Fig. 3.Key inflammatory pathways are dispensable for proper muscle regeneration. A. Schematic depiction of differentially expressed genes (p < 0.05, FC >= 1.5) during circulating monocyte to muscle-infiltrating inflammatory (Ly6Chigh) and repair macrophage (Ly6Clow) transition. The number of genes changing is indicated per transition stage. Data are available under accession numbers GSE114291 and GSE164722. B. Heatmap representing the mRNA expression dynamics of key inflammation-associated genes in sorted blood monocyte, Ly6Chigh or Ly6Clow muscle-infiltrating macrophages at indicated time points following cardiotoxin injury. Clustered RNA-seq expression values are visualized as Expression Z-score (calculated using the DEseq method). C. Average fiber CSA of regenerating tibialis anterior (TA) muscle in indicated mouse strains (8–10 weeks-old males) at day 8 post cardiotoxin (CTX) injury (n = at least 4 mice per group). Bars and lines represent mean ± SEM. D. Representative images of H&E-stained skeletal muscle (TA) from WT-control, Akt1 KO, Akt2 KO, and Irak3 KO animals at day 8 post CTX-induced injury. Scale bars in the upper left corner represent 100 μm. E. Representative images of H&E-stained skeletal muscle (TA) from Akt1fl/fl control, Akt1fl/fl LysM-Cre animals at day 8 post CTX-induced injury. Scale bars in the upper left corner represent 100 μm. F. Representative images of H&E-stained skeletal muscle (TA) from WT-control and Nlrp3 KO animals at day 8 post CTX-induced injury. Nlrp3 −/− mice were acquired through JAX (Stock #: 021302). Scale bars in the upper left corner represent 150 μm.
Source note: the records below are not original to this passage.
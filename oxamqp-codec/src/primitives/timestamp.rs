use serde::{de, ser};

use crate::__constants::TIMESTAMP;

/// An absolute point in time
///
/// encoding name = "ms64", code = 0x83,
/// category = fixed, width = 8
/// label = "64-bit two’s-complement integer representing milliseconds since the unix epoch"
#[derive(Debug, Clone, Copy, PartialEq, Eq, PartialOrd, Ord, Hash)]
pub struct Timestamp(i64);

impl Timestamp {
    /// Creates a new [`Timestamp`] from milliseconds since the unix epoch
    pub fn from_milliseconds(milliseconds: i64) -> Self {
        Self(milliseconds)
    }

    /// Get the timestamp value as milliseconds
    pub fn milliseconds(&self) -> i64 {
        self.0
    }

    /// Consume the wrapper into the inner i64
    pub fn into_inner(self) -> i64 {
        self.0
    }
}

impl From<i64> for Timestamp {
    fn from(val: i64) -> Self {
        Self(val)
    }
}

impl From<std::time::SystemTime> for Timestamp {
    /// Times before the epoch are negative, times past the signed-64 range saturate
    fn from(time: std::time::SystemTime) -> Self {
        let millis = match time.duration_since(std::time::UNIX_EPOCH) {
            Ok(after) => i64::try_from(after.as_millis()).unwrap_or(i64::MAX),
            Err(before) => i64::try_from(before.duration().as_millis())
                .map(|m| -m)
                .unwrap_or(i64::MIN),
        };
        Self(millis)
    }
}

impl ser::Serialize for Timestamp {
    fn serialize<S>(&self, serializer: S) -> Result<S::Ok, S::Error>
    where
        S: ser::Serializer,
    {
        serializer.serialize_newtype_struct(TIMESTAMP, &self.0)
    }
}

struct Visitor;

impl<'de> de::Visitor<'de> for Visitor {
    type Value = Timestamp;

    fn expecting(&self, formatter: &mut std::fmt::Formatter) -> std::fmt::Result {
        formatter.write_str("struct Timestamp")
    }

    fn visit_i64<E>(self, v: i64) -> Result<Self::Value, E>
    where
        E: de::Error,
    {
        Ok(Timestamp::from_milliseconds(v))
    }
}

impl<'de> de::Deserialize<'de> for Timestamp {
    fn deserialize<D>(deserializer: D) -> Result<Self, D::Error>
    where
        D: de::Deserializer<'de>,
    {
        deserializer.deserialize_newtype_struct(TIMESTAMP, Visitor)
    }
}
//! Types defined in AMQP 1.0 specification Part 3: Messaging

/* -------------------------- 3.2 Messaging Format -------------------------- */
mod format;
pub use format::*;

/* --------------------------- 3.4 Delivery State --------------------------- */
mod delivery_state;
pub use delivery_state::*;

/* ------------------------- Message and its assembly ----------------------- */
pub mod message;
pub use message::{
    AssembledMessage, Assembler, Body, BodySection, FooterCallback, IntoBody, Message,
};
Fig. 4.Macrophage diversification and cellular interactions during regenerative inflammation. Schematic depiction of participating muscle-infiltrating macrophage subtypes and their cellular interactions during acute muscle injury and regeneration. During an acute sterile muscle injury, Ly6Chigh monocytes extravasate from the circulation and start to phagocytose myofiber debris. These cells transition into Ly6Clow repair macrophages to promote wound healing through growth factor production. Recent advances in single-cell technologies propose the presence of multiple functionally distinct subtypes or states of repair macrophages that could preferentially influence the cellular interactions within the regenerating cell milieu. Possible subtypes of repair macrophages include Growth Factor Expressing, Resolution-related, and Antigen-Presenting macrophages.